## [What the task requires]
Reproduce the first line of the entries that follow and each later line, word for word, ending with the one containing "pub fn event_type(&self)".

## [Saved entries]
——————

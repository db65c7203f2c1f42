use std::{collections::HashMap, sync::Arc};

use async_trait::async_trait;
use chrono::{DateTime, Utc};
use thiserror::Error;

use crate::blocks::MessageTemplate;

#[derive(Clone, Debug, PartialEq, Eq)]
pub struct SlackEnvelope {
    pub envelope_id: String,
    pub event: SlackEvent,
}

#[derive(Clone, Debug, PartialEq, Eq)]
pub enum SlackEvent {
    BlockAction(BlockActionEvent),
    Unsupported { event_type: String },
}

impl SlackEvent {
    pub fn event_type(&self) -> SlackEventType {
        match self {
            Self::BlockAction(_) => SlackEventType::BlockAction,
            Self::Unsupported { .. } => SlackEventType::Unsupported,
        }
    }

    /// Channel and user a private reply to this event should go to.
    pub fn reply_target(&self) -> Option<(&str, &str)> {
        match self {
            Self::BlockAction(event) => Some((event.channel_id.as_str(), event.user_id.as_str())),
            Self::Unsupported { .. } => None,
        }
    }
}

#[derive(Clone, Debug, PartialEq, Eq, Hash)]
pub enum SlackEventType {
    BlockAction,
    Unsupported,
}

/// A button press on one of the bot's messages.
#[derive(Clone, Debug, PartialEq, Eq)]
pub struct BlockActionEvent {
    pub channel_id: String,
    pub message_ts: Option<String>,
    pub user_id: String,
    pub action_id: String,
    pub value: Option<String>,
    /// Slack's `secs.micros` timestamp of the press.
    pub action_ts: Option<String>,
}

impl BlockActionEvent {
    /// When the press happened, if Slack told us.
    pub fn occurred_at(&self) -> Option<DateTime<Utc>> {
        self.action_ts.as_deref().and_then(parse_slack_ts)
    }
}

/// Parses Slack's `1730000000.123456` timestamps.
pub fn parse_slack_ts(raw: &str) -> Option<DateTime<Utc>> {
    let (secs, fraction) = match raw.trim().split_once('.') {
        Some((secs, fraction)) => (secs, fraction),
        None => (raw.trim(), ""),
    };
    let secs: i64 = secs.parse().ok()?;

    let digits: String = fraction.chars().take(9).collect();
    if !digits.chars().all(|ch| ch.is_ascii_digit()) {
        return None;
    }
    let nanos = if digits.is_empty() {
        0
    } else {
        let scale = 10_u32.pow(9 - digits.len() as u32);
        digits.parse::<u32>().ok()?.checked_mul(scale)?
    };

    DateTime::from_timestamp(secs, nanos)
}

#[derive(Clone, Debug, PartialEq, Eq)]
pub struct EventContext {
    pub correlation_id: String,
}

impl Default for EventContext {
    fn default() -> Self {
        Self { correlation_id: "unknown-correlation-id".to_owned() }
    }
}

#[derive(Clone, Debug, PartialEq, Eq)]
pub enum HandlerResult {
    Responded(MessageTemplate),
    Processed,
    Ignored,
}

#[derive(Debug, Error, PartialEq, Eq)]
pub enum EventHandlerError {
    #[error("block action handler failure: {0}")]
    BlockAction(String),
}

#[derive(Debug, Error, PartialEq, Eq)]
pub enum DispatchError {
    #[error(transparent)]
    Handler(#[from] EventHandlerError),
}

#[async_trait]
pub trait EventHandler: Send + Sync {
    fn event_type(&self) -> SlackEventType;
    async fn handle(
        &self,
        envelope: &SlackEnvelope,
        ctx: &EventContext,
    ) -> Result<HandlerResult, EventHandlerError>;
}

#[derive(Default)]
pub struct EventDispatcher {
    handlers: HashMap<SlackEventType, Arc<dyn EventHandler>>,
}

impl EventDispatcher {
    pub fn new() -> Self {
        Self::default()
    }

    pub fn register<H>(&mut self, handler: H)
    where
        H: EventHandler + 'static,
    {
        self.handlers.insert(handler.event_type(), Arc::new(handler));
    }

    pub async fn dispatch(
        &self,
        envelope: &SlackEnvelope,
        ctx: &EventContext,
    ) -> Result<HandlerResult, DispatchError> {
        let Some(handler) = self.handlers.get(&envelope.event.event_type()) else {
            return Ok(HandlerResult::Ignored);
        };

        handler.handle(envelope, ctx).await.map_err(DispatchError::from)
    }

    pub fn handler_count(&self) -> usize {
        self.handlers.len()
    }
}

#[async_trait]
pub trait BlockActionService: Send + Sync {
    /// `Ok(None)` means the action was not one this service owns.
    async fn handle_block_action(
        &self,
        event: &BlockActionEvent,
        ctx: &EventContext,
    ) -> Result<Option<MessageTemplate>, EventHandlerError>;
}

pub struct BlockActionHandler<S> {
    service: S,
}

impl<S> BlockActionHandler<S>
where
    S: BlockActionService,
{
    pub fn new(service: S) -> Self {
        Self { service }
    }
}

#[async_trait]
impl<S> EventHandler for BlockActionHandler<S>
where
    S: BlockActionService + 'static,
{
    fn event_type(&self) -> SlackEventType {
        SlackEventType::BlockAction
    }

    async fn handle(
        &self,
        envelope: &SlackEnvelope,
        ctx: &EventContext,
    ) -> Result<HandlerResult, EventHandlerError> {
        let SlackEvent::BlockAction(event) = &envelope.event else {
            return Ok(HandlerResult::Ignored);
        };

        let message = self.service.handle_block_action(event, ctx).await?;
        Ok(match message {
            Some(message) => HandlerResult::Responded(message),
            None => HandlerResult::Processed,
        })
    }
}

#[cfg(test)]
mod tests {
    use async_trait::async_trait;
    use chrono::{TimeZone, Timelike, Utc};

    use super::{
        parse_slack_ts, BlockActionEvent, BlockActionHandler, BlockActionService, EventContext,
        EventDispatcher, EventHandlerError, HandlerResult, SlackEnvelope, SlackEvent,
    };
    use crate::blocks::{notice_message, MessageTemplate};

    struct EchoService;

    #[async_trait]
    impl BlockActionService for EchoService {
        async fn handle_block_action(
            &self,
            event: &BlockActionEvent,
            ctx: &EventContext,
        ) -> Result<Option<MessageTemplate>, EventHandlerError> {
            match event.action_id.as_str() {
                "echo" => Ok(Some(notice_message(&ctx.correlation_id))),
                "fail" => Err(EventHandlerError::BlockAction("boom".to_owned())),
                _ => Ok(None),
            }
        }
    }

    fn block_action(action_id: &str) -> SlackEnvelope {
        SlackEnvelope {
            envelope_id: "env-1".to_owned(),
            event: SlackEvent::BlockAction(BlockActionEvent {
                channel_id: "C1".to_owned(),
                message_ts: Some("1730000000.000100".to_owned()),
                user_id: "U1".to_owned(),
                action_id: action_id.to_owned(),
                value: None,
                action_ts: Some("1730000001.250000".to_owned()),
            }),
        }
    }

    fn dispatcher() -> EventDispatcher {
        let mut dispatcher = EventDispatcher::new();
        dispatcher.register(BlockActionHandler::new(EchoService));
        dispatcher
    }

    #[tokio::test]
    async fn dispatcher_routes_block_actions_to_service() {
        let ctx = EventContext { correlation_id: "corr-7".to_owned() };

        let result = dispatcher().dispatch(&block_action("echo"), &ctx).await.expect("dispatch");

        let HandlerResult::Responded(message) = result else {
            panic!("expected a response, got {result:?}");
        };
        assert_eq!(message.fallback_text, "corr-7");
    }

    #[tokio::test]
    async fn unowned_action_is_processed_without_reply() {
        let result = dispatcher()
            .dispatch(&block_action("someone.else"), &EventContext::default())
            .await
            .expect("dispatch");

        assert_eq!(result, HandlerResult::Processed);
    }

    #[tokio::test]
    async fn dispatcher_returns_ignored_when_no_handler_registered() {
        let envelope = SlackEnvelope {
            envelope_id: "env-2".to_owned(),
            event: SlackEvent::Unsupported { event_type: "events_api".to_owned() },
        };

        let result = dispatcher().dispatch(&envelope, &EventContext::default()).await;

        assert_eq!(result, Ok(HandlerResult::Ignored));
        assert_eq!(EventDispatcher::new().handler_count(), 0);
    }

    #[tokio::test]
    async fn handler_errors_surface_as_dispatch_errors() {
        let result = dispatcher().dispatch(&block_action("fail"), &EventContext::default()).await;

        assert!(result.is_err());
    }

    #[test]
    fn reply_target_points_at_pressing_user() {
        let envelope = block_action("echo");
        assert_eq!(envelope.event.reply_target(), Some(("C1", "U1")));

        let unsupported = SlackEvent::Unsupported { event_type: "x".to_owned() };
        assert_eq!(unsupported.reply_target(), None);
    }

    #[test]
    fn slack_timestamps_parse_with_micro_precision() {
        let parsed = parse_slack_ts("1730000001.250000").expect("timestamp");

        assert_eq!(parsed.timestamp(), 1_730_000_001);
        assert_eq!(parsed.nanosecond(), 250_000_000);
        assert_eq!(
            parse_slack_ts("1730000001"),
            Some(Utc.timestamp_opt(1_730_000_001, 0).unwrap())
        );
    }

    #[test]
    fn malformed_slack_timestamps_are_rejected() {
        assert_eq!(parse_slack_ts(""), None);
        assert_eq!(parse_slack_ts("yesterday"), None);
        assert_eq!(parse_slack_ts("17.3e5"), None);
    }

    #[test]
    fn occurred_at_reads_action_ts() {
        let SlackEvent::BlockAction(mut event) = block_action("echo").event else {
            unreachable!()
        };
        assert!(event.occurred_at().is_some());

        event.action_ts = None;
        assert_eq!(event.occurred_at(), None);
    }
}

——————

## [Solved exercise]
repository db65c7203f2c1f42
use std::{collections::HashMap, sync::Arc};

use async_trait::async_trait;
use chrono::{DateTime, Utc};
use thiserror::Error;

use crate::blocks::MessageTemplate;

#[derive(Clone, Debug, PartialEq, Eq)]
pub struct SlackEnvelope {
    pub envelope_id: String,
    pub event: SlackEvent,
}

#[derive(Clone, Debug, PartialEq, Eq)]
pub enum SlackEvent {
    BlockAction(BlockActionEvent),
    Unsupported { event_type: String },
}

impl SlackEvent {
    pub fn event_type(&self) -> SlackEventType {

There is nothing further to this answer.